• **About this task**
Go through the data below and gather each line containing "RetryPolicy".

--- Data supplied Enclosed Below ---

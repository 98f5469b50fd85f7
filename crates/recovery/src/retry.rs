use chrono::Utc;
use tokio::time::Instant;
use tokio_util::sync::CancellationToken;
use tracing::{debug, warn};

use chunkline_protocol::messages::RetryOutcome;
use chunkline_protocol::{RetryLogEntry, UploadId};
use chunkline_store::RetryLogRepo;
use chunkline_transfer::UploadError;

use crate::engine::RecoveryEngine;
use crate::error::{RecoveryError, RecoveryResult};

impl RecoveryEngine {
    /// Uploads one chunk with up to `max_retries` attempts and exponential
    /// backoff between them. Every attempt lands in the retry log.
    pub async fn retry_chunk_upload(
        &self,
        upload_id: UploadId,
        chunk_number: u32,
        data: &[u8],
        max_retries: u32,
    ) -> RecoveryResult<RetryOutcome> {
        self.retry_chunk_upload_until(
            upload_id,
            chunk_number,
            data,
            max_retries,
            &CancellationToken::new(),
        )
        .await
    }

    /// Like [`retry_chunk_upload`](Self::retry_chunk_upload), giving up with
    /// [`RecoveryError::Cancelled`] as soon as `cancel` fires.
    pub async fn retry_chunk_upload_until(
        &self,
        upload_id: UploadId,
        chunk_number: u32,
        data: &[u8],
        max_retries: u32,
        cancel: &CancellationToken,
    ) -> RecoveryResult<RetryOutcome> {
        let max_retries = max_retries.max(1);
        let started = Instant::now();
        let mut attempt = 1;

        loop {
            if cancel.is_cancelled() {
                return Err(RecoveryError::Cancelled);
            }

            let result = self
                .uploader
                .upload_chunk(upload_id, chunk_number, data)
                .await;
            self.log_attempt(upload_id, chunk_number, attempt, result.as_ref().err())
                .await;

            match result {
                Ok(_) => {
                    debug!(upload = %upload_id, chunk = chunk_number, attempt, "chunk uploaded");
                    return Ok(RetryOutcome {
                        success: true,
                        attempts: attempt,
                        total_time_ms: started.elapsed().as_millis() as u64,
                    });
                }
                Err(e) if !e.is_retryable() => return Err(e.into()),
                Err(e) if attempt >= max_retries => {
                    warn!(
                        upload = %upload_id,
                        chunk = chunk_number,
                        attempts = attempt,
                        error = %e,
                        "retry budget exhausted"
                    );
                    return Err(RecoveryError::MaxRetriesExceeded {
                        chunk: chunk_number,
                        attempts: attempt,
                        last: e,
                    });
                }
                Err(e) => {
                    attempt += 1;
                    let delay = self.config.retry.delay_for_attempt(attempt);
                    warn!(
                        upload = %upload_id,
                        chunk = chunk_number,
                        attempt,
                        delay_ms = delay.as_millis() as u64,
                        error = %e,
                        "chunk upload failed, retrying"
                    );
                    tokio::select! {
                        _ = cancel.cancelled() => return Err(RecoveryError::Cancelled),
                        _ = tokio::time::sleep(delay) => {}
                    }
                }
            }
        }
    }

    async fn log_attempt(
        &self,
        upload_id: UploadId,
        chunk_number: u32,
        attempt: u32,
        error: Option<&UploadError>,
    ) {
        let entry = RetryLogEntry {
            upload_id,
            chunk_number,
            attempt_number: attempt,
            success: error.is_none(),
            error_type: error.map(UploadError::failure_kind),
            error_message: error.map(ToString::to_string),
            occurred_at: Utc::now(),
        };
        if let Err(e) = self.store.append_retry(&entry).await {
            warn!(upload = %upload_id, chunk = chunk_number, error = %e, "failed to record attempt");
        }
    }
}
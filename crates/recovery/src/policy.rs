use std::time::Duration;

/// Retry budget and exponential backoff for chunk uploads.
#[derive(Debug, Clone)]
pub struct RetryPolicy {
    /// Attempts per chunk, the first one included.
    pub max_retries: u32,
    /// Backoff base. The wait before attempt `n` is `base * 2^(n-1)`.
    pub base_delay: Duration,
    /// Maximum delay between attempts (backoff cap).
    pub max_delay: Duration,
}

impl Default for RetryPolicy {
    fn default() -> Self {
        Self {
            max_retries: 3,
            base_delay: Duration::from_millis(1000),
            max_delay: Duration::from_secs(60),
        }
    }
}

impl RetryPolicy {
    /// Delay to wait before the given attempt number (1-based).
    ///
    /// The first attempt runs immediately.
    pub fn delay_for_attempt(&self, attempt: u32) -> Duration {
        if attempt <= 1 {
            return Duration::ZERO;
        }
        let exp = (attempt - 1).min(31);
        self.base_delay
            .saturating_mul(1u32 << exp)
            .min(self.max_delay)
    }
}

#[cfg(test)]
mod tests {
    use super::*;

    #[test]
    fn delay_doubles_per_attempt() {
        let policy = RetryPolicy::default();
        assert_eq!(policy.delay_for_attempt(1), Duration::ZERO);
        assert_eq!(policy.delay_for_attempt(2), Duration::from_secs(2));
        assert_eq!(policy.delay_for_attempt(3), Duration::from_secs(4));
        assert_eq!(policy.delay_for_attempt(4), Duration::from_secs(8));
    }

    #[test]
    fn delay_is_capped_and_non_decreasing() {
        let policy = RetryPolicy {
            base_delay: Duration::from_millis(10),
            max_delay: Duration::from_millis(500),
            ..RetryPolicy::default()
        };
        let delays: Vec<_> = (1..=40).map(|n| policy.delay_for_attempt(n)).collect();
        assert!(delays.windows(2).all(|w| w[0] <= w[1]));
        assert_eq!(delays[39], Duration::from_millis(500));
    }
}
//! Resumable chunked uploads behind a single service object.
//!
//! [`UploadService`] owns the session manager, chunk ingest, finalizer,
//! recovery engine and progress tracker for one [`UploadStore`], and returns
//! every answer as an [`ApiResult`] tagged `success` or `error`.
//!
//! [`UploadStore`]: chunkline_store::UploadStore
//! [`ApiResult`]: chunkline_protocol::ApiResult

pub mod config;
pub mod service;

pub use config::{ConfigError, ServiceConfig};
pub use service::{ProgressCallback, UploadService};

--- End of Enclosed Data supplied ---

• **Finished task**
pub struct RetryPolicy {
impl Default for RetryPolicy {
impl RetryPolicy {
        let policy = RetryPolicy::default();
        let policy = RetryPolicy {
            ..RetryPolicy::default()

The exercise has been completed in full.